CNRS, University of Paris 8

Nine-month-old infants are already sensitive to the distinction between licit and illicit forms drawn by the target adult phonotactics (Jusczyk et al. 1993). Yet, they are still blind to alternations, as morphology still lags behind (Hayes 2014). How can they manage to acquire phonotactics from licit forms only? According to the error-driven phonotactic learning model, the child is trained on a stream of licit forms, starts from the most restrictive initial phonotactics, and slightly relaxes it whenever it fails on the current piece of data. The model does not require a lexicon (which might still be unavailable at this age) and predicts a sequence of grammars that can be matched with child acquisition paths (Gnanadesikan 2004).
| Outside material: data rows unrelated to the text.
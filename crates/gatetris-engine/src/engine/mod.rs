//! Game flow on top of the core data structures.
//!
//! - [`GameField`] - Board, falling piece, preview piece and statistics for one game
//! - [`GameStats`] - Lines cleared, score, level and pieces dropped
//! - [`PieceSelector`] - Source of the next shape ([`ShuffleBagSelector`],
//!   [`RandomSelector`], or a board-aware selector supplied by the caller)
//! - [`PieceSequence`] - Current and preview shapes drawn from a selector
//!
//! # Game Flow
//!
//! 1. Create a [`GameField`] with a selector; the first piece spawns at the top
//! 2. Rotate and shift the falling piece, or let an AI apply a whole move at once
//! 3. Hard drop: the piece locks, full rows clear, the preview piece spawns
//! 4. Repeat until the spawned piece collides with the stack (top-out)
//!
//! # Example
//!
//! ```
//! use gatetris_engine::{GameField, ShuffleBagSelector};
//!
//! let mut field = GameField::new(10, 20, Box::new(ShuffleBagSelector::new()));
//!
//! field.rotate_clockwise().ok();
//! field.shift(-2).ok();
//!
//! match field.hard_drop() {
//!     Ok(cleared_lines) => println!("cleared {cleared_lines} lines"),
//!     Err(_) => println!("Game over!"),
//! }
//! ```

pub use self::{game_field::*, game_stats::*, piece_selector::*};

mod game_field;
mod game_stats;
mod piece_selector;
use std::num::NonZeroUsize;

use clap::{Parser, Subcommand};
use gatetris_engine::{
    Board, GameField, GameStats, PieceSeed, PieceSelector, RandomSelector, ShuffleBagSelector,
};
use gatetris_evaluator::{
    auto_player::{AutoPlayConfig, AutoPlayer, GameEnd},
    move_evaluator::MoveEvaluator,
    worst_piece::WorstPieceSelector,
};
use rand::{Rng as _, SeedableRng as _};
use rand_pcg::Pcg32;

use self::{auto_play::AutoPlayArg, train::TrainArg};

mod auto_play;
mod train;

#[derive(Debug, Clone, Parser)]
#[command(author, version, about, long_about = None)]
pub struct CommandArgs {
    /// What mode to run the program in
    #[command(subcommand)]
    mode: Mode,
}

#[derive(Debug, Clone, Subcommand)]
enum Mode {
    /// Let the AI play games and report their statistics
    #[command(name = "auto-play")]
    AutoPlay(#[clap(flatten)] AutoPlayArg),
    /// Evolve scoring weights with a genetic algorithm
    Train(#[clap(flatten)] TrainArg),
}

pub fn run() -> anyhow::Result<()> {
    let args = CommandArgs::parse();
    match args.mode {
        Mode::AutoPlay(arg) => auto_play::run(&arg)?,
        Mode::Train(arg) => train::run(&arg)?,
    }
    Ok(())
}

/// Where the next pieces come from.
#[derive(Default, Debug, Clone, Copy, PartialEq, Eq, serde::Serialize, derive_more::FromStr)]
#[serde(rename_all = "snake_case")]
pub(crate) enum SelectorKind {
    /// Seven-bag randomizer
    #[default]
    Shuffle,
    /// Independent uniform draws
    Random,
    /// Always the piece the AI handles worst
    Worst,
}

impl SelectorKind {
    fn build(self, seed: PieceSeed, evaluator: &MoveEvaluator) -> Box<dyn PieceSelector> {
        match self {
            SelectorKind::Shuffle => Box::new(ShuffleBagSelector::with_seed(seed)),
            SelectorKind::Random => Box::new(RandomSelector::with_seed(seed)),
            SelectorKind::Worst => Box::new(WorstPieceSelector::new(evaluator.clone())),
        }
    }
}

/// Options shared by every command that plays games.
#[derive(Debug, Clone, clap::Args)]
pub(crate) struct GameArg {
    /// Board width in columns
    #[arg(long, default_value_t = Board::STANDARD_WIDTH)]
    width: usize,
    /// Board height in rows
    #[arg(long, default_value_t = Board::STANDARD_HEIGHT)]
    height: usize,
    /// Piece selection strategy (shuffle, random, worst)
    #[arg(long, default_value = "shuffle")]
    selector: SelectorKind,
    /// Score each placement by the best placement of the preview piece
    #[arg(long)]
    lookahead: bool,
    /// Push a junk row in from the bottom after every N pieces
    #[arg(long, value_name = "N")]
    junk_every: Option<NonZeroUsize>,
    /// Stop each game after this many pieces
    #[arg(long)]
    max_pieces: Option<usize>,
    /// Seed for piece sequences and junk rows
    #[arg(long)]
    seed: Option<u64>,
}

/// Seeds for one game, drawn from the command's master generator.
#[derive(Debug, Clone, Copy)]
pub(crate) struct GameSeed {
    pieces: PieceSeed,
    junk: u64,
}

impl GameArg {
    fn validate(&self) -> anyhow::Result<()> {
        anyhow::ensure!(
            self.width >= 4 && self.height >= 4,
            "Board must be at least 4x4, got {}x{}",
            self.width,
            self.height
        );
        Ok(())
    }

    fn master_rng(&self) -> Pcg32 {
        match self.seed {
            Some(seed) => Pcg32::seed_from_u64(seed),
            None => Pcg32::from_rng(&mut rand::rng()),
        }
    }

    fn auto_play_config(&self) -> AutoPlayConfig {
        AutoPlayConfig {
            lookahead: self.lookahead,
            max_pieces: self.max_pieces,
            junk_every: self.junk_every,
        }
    }

    /// Plays one game to its end with `evaluator`.
    fn play(&self, evaluator: MoveEvaluator, seed: GameSeed) -> (GameEnd, GameStats) {
        let selector = self.selector.build(seed.pieces, &evaluator);
        let mut field = GameField::new(self.width, self.height, selector);
        let mut player = AutoPlayer::new(evaluator, self.auto_play_config());
        let end = player.play(&mut field, &mut Pcg32::seed_from_u64(seed.junk));
        (end, field.stats().clone())
    }
}

impl GameSeed {
    fn draw(rng: &mut Pcg32) -> Self {
        Self {
            pieces: rng.random(),
            junk: rng.random(),
        }
    }
}
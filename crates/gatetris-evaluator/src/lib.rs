//! Move search and board scoring for the gatetris AI.
//!
//! The evaluator is layered:
//!
//! ```text
//! AutoPlayer (play a whole game)
//!     ↓ uses
//! MoveEvaluator (search every placement of a piece)
//!     ↓ uses
//! ScoringSystem (score one board)
//! ```
//!
//! - [`scoring`] - The eight board features, [`Weights`](scoring::Weights) and
//!   [`ScoringSystem`](scoring::ScoringSystem)
//! - [`move_evaluator`] - Exhaustive rotation × column search with optional one-piece
//!   lookahead, returning a [`SearchOutcome`](move_evaluator::SearchOutcome)
//! - [`worst_piece`] - A piece selector that hands out the shape the evaluator likes least
//! - [`auto_player`] - Drives a [`GameField`](gatetris_engine::GameField) with the
//!   evaluator until the game ends
//!
//! # Example
//!
//! ```
//! use gatetris_engine::{Board, Piece, Shape};
//! use gatetris_evaluator::{
//!     move_evaluator::MoveEvaluator,
//!     scoring::{ScoringSystem, Weights},
//! };
//!
//! let board = Board::from_ascii(20, "#######.##");
//! let evaluator = MoveEvaluator::new(ScoringSystem::new(Weights::FIXED));
//!
//! let piece = Piece::spawn(&board, Shape::I);
//! let preview = Piece::spawn(&board, Shape::T);
//! if let Some(mv) = evaluator.best_move(&board, piece, Some(preview)).found() {
//!     println!(
//!         "rotate {} times, shift {} columns (score {})",
//!         mv.rotation_delta(),
//!         mv.translation_delta(),
//!         mv.score()
//!     );
//! }
//! ```

pub mod auto_player;
pub mod move_evaluator;
pub mod scoring;
pub mod worst_piece;
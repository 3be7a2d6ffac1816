//! Evolutionary tuning of the evaluator's scoring weights.
//!
//! # How Training Works
//!
//! 1. **Population** - Start from a saved population file, or from random weights
//! 2. **Evaluation** - Each individual plays one game; the lines it clears are its fitness
//! 3. **Selection** - The fittest quarter survives unchanged
//! 4. **Reproduction** - The rest of the next generation is bred from the top half by
//!    uniform crossover and mutation
//! 5. **Persistence** - The population is written back after every generation, so a
//!    later run continues where this one stopped
//!
//! # Modules
//!
//! - [`evolution`] - Population state machine and breeding
//! - [`weights`] - Genetic operators on single weight vectors
//! - [`population_file`] - Reading and writing the plain-text population file

pub mod evolution;
pub mod population_file;
pub mod weights;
Being trained on licit forms, it is easy to guarantee that the phonotactics learned by the model is consistent: it correctly rules forms which are indeed licit according to the target phonotactics. Yet, the learned phonotactics could be unrestrictive: it could rule in also forms which are instead illicit according to the target phonotactics (Prince and Tesar 2004). In this talk, I tackle the problem of restrictiveness of error-driven learning within the framework of Optimality Theory (OT; Prince and Smolensky 2001). Knowledge of phonotactics is modeled in OT through a ranking of markedness and faithfulness constraints. I show that the relative ranking of the faithfulness constraints turns out to be irrelevant for phonotactics in the vast majority of cases. I then develop an implementation of the error-driven phonotactic learning model within OT and prove that it is restrictive in this vast majority of cases. These results illustrate an approach to cognitive modeling based on the systematic investigation of the algorithmic implications (e.g., implications for restrictiveness) of peculiar typological properties (e.g., the fact that the relative ranking of the faithfulness constraints does not matter).